■ **Work request**: Each line of the records below that holds "call" should be copied out.

■ **Input for this task**:
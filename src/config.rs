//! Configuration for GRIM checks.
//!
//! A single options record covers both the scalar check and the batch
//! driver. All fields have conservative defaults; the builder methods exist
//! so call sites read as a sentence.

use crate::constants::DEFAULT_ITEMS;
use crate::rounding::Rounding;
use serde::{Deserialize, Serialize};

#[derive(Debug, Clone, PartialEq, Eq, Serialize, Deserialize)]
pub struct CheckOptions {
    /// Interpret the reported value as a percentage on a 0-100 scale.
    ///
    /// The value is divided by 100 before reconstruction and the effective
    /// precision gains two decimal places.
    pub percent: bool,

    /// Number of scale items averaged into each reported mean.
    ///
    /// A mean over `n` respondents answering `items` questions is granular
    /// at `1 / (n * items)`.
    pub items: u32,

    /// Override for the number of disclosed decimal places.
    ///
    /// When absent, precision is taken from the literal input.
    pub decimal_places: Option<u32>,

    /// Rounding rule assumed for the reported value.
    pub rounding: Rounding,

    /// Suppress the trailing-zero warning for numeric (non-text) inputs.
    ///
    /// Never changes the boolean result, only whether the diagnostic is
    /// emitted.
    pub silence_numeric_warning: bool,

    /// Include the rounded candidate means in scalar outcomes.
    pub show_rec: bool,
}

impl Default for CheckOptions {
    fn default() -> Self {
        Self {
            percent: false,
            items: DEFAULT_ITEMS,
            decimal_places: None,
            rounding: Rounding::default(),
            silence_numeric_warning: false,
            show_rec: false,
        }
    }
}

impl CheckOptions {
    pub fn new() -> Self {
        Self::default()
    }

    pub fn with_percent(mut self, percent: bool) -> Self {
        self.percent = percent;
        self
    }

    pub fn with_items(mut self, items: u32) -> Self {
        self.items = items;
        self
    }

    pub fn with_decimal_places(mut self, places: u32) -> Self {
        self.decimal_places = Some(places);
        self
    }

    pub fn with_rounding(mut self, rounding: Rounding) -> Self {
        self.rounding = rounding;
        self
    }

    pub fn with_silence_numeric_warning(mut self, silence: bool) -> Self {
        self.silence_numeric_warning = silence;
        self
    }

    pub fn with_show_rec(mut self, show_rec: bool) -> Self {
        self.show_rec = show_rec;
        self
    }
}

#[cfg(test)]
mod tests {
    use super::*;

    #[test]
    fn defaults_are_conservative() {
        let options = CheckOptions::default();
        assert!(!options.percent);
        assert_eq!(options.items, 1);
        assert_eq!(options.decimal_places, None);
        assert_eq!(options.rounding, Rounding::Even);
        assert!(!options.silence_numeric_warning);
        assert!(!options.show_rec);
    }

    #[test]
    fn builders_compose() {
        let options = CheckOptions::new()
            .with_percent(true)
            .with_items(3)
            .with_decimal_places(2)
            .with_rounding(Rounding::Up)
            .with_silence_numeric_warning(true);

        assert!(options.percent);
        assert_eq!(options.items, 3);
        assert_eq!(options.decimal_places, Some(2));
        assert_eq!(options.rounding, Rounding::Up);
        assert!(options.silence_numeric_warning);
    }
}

* * *

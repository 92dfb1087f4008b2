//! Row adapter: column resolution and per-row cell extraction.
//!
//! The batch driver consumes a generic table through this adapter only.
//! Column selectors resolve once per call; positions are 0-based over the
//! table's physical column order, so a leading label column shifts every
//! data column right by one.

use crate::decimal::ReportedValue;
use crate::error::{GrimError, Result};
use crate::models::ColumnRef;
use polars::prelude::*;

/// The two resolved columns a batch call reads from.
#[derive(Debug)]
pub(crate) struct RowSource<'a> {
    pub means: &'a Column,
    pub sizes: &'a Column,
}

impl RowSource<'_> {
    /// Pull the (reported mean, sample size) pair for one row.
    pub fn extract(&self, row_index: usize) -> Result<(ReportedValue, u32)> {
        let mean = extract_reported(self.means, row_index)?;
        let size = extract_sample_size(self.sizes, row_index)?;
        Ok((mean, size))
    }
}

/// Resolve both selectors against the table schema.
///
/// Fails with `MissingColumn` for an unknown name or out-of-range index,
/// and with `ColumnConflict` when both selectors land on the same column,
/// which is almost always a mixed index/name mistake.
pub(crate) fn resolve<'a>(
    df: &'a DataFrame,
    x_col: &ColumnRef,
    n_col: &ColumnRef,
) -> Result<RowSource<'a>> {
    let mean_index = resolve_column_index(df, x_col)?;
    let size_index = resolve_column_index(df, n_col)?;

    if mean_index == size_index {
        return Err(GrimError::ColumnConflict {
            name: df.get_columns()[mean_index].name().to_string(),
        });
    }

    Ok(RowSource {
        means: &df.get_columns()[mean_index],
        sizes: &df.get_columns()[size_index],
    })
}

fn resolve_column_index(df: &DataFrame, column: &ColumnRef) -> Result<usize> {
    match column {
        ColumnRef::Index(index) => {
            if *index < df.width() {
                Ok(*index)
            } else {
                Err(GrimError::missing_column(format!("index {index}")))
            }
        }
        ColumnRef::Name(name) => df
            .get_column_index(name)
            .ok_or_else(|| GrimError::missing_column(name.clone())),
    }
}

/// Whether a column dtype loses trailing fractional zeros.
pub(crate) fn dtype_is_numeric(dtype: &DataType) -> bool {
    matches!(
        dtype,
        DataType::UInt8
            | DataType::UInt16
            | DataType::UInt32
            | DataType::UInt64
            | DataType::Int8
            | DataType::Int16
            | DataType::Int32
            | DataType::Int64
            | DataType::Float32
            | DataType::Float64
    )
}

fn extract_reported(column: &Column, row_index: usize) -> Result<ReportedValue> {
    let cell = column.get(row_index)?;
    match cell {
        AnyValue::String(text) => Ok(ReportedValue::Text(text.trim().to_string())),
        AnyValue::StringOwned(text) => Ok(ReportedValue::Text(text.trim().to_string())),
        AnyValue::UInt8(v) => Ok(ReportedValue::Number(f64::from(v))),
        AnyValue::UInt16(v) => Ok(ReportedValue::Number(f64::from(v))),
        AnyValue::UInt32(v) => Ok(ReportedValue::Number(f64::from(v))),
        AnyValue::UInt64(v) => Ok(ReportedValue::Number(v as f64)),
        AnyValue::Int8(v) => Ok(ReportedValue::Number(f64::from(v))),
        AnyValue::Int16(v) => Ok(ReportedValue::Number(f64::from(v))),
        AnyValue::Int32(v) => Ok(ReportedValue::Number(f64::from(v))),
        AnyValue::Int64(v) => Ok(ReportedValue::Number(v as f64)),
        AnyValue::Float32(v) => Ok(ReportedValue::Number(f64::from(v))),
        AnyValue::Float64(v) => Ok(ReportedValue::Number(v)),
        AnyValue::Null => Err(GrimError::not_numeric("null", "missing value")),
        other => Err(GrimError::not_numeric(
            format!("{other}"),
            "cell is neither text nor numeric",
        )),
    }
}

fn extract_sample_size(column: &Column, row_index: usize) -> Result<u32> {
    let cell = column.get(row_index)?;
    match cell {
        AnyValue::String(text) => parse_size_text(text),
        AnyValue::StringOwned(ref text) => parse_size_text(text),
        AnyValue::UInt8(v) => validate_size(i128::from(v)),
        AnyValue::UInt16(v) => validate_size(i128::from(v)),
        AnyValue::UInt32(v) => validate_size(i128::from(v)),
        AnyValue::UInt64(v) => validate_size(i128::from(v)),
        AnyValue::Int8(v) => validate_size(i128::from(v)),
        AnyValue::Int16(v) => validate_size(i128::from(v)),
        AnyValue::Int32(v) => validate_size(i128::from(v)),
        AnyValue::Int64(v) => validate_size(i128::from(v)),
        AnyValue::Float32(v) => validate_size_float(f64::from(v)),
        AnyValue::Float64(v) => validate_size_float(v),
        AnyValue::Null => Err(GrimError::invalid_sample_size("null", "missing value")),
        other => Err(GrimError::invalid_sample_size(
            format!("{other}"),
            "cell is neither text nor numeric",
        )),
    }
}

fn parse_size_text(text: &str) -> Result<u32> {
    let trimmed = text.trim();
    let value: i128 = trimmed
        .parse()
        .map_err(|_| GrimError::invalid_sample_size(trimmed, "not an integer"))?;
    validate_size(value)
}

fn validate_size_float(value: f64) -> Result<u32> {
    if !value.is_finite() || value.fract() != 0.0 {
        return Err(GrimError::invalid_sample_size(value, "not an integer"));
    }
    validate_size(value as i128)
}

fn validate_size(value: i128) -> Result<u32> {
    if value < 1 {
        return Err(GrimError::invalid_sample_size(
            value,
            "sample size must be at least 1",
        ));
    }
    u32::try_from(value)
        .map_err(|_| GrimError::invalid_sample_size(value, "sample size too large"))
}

--

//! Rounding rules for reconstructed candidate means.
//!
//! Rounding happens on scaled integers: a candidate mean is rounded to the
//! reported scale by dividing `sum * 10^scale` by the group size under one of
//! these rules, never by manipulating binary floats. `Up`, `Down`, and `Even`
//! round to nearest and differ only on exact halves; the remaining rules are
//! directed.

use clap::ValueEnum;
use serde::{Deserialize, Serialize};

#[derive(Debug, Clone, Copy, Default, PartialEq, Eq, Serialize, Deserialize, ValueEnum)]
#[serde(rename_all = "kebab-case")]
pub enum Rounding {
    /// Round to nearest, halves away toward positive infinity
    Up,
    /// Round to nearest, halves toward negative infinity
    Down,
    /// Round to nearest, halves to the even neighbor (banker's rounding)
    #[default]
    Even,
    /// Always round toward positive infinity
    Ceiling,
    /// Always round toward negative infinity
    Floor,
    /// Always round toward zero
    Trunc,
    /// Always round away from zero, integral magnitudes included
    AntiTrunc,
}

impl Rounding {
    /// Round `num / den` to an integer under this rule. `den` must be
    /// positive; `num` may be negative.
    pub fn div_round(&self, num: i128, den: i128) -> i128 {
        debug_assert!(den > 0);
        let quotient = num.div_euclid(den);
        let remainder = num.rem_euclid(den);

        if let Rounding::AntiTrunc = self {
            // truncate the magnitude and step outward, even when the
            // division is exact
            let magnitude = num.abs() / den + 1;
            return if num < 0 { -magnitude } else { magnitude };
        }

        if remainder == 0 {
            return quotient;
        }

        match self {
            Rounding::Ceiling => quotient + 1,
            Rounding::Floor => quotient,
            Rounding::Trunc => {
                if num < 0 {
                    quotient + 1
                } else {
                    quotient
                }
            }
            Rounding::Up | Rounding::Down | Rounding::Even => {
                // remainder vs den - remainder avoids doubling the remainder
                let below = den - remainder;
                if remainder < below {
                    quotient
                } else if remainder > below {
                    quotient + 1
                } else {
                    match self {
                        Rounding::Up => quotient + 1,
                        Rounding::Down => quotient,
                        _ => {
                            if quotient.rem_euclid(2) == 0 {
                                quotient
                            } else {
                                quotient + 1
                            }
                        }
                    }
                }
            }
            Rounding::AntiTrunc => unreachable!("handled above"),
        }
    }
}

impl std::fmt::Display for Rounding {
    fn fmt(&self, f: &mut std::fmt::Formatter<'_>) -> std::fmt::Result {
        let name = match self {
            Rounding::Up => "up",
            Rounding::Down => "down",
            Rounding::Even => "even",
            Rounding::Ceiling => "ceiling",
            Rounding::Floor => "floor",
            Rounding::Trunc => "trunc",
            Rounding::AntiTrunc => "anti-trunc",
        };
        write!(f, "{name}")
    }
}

■ **Reply**:
//! so call sites read as a sentence.
//! Column selectors resolve once per call; positions are 0-based over the
/// The two resolved columns a batch call reads from.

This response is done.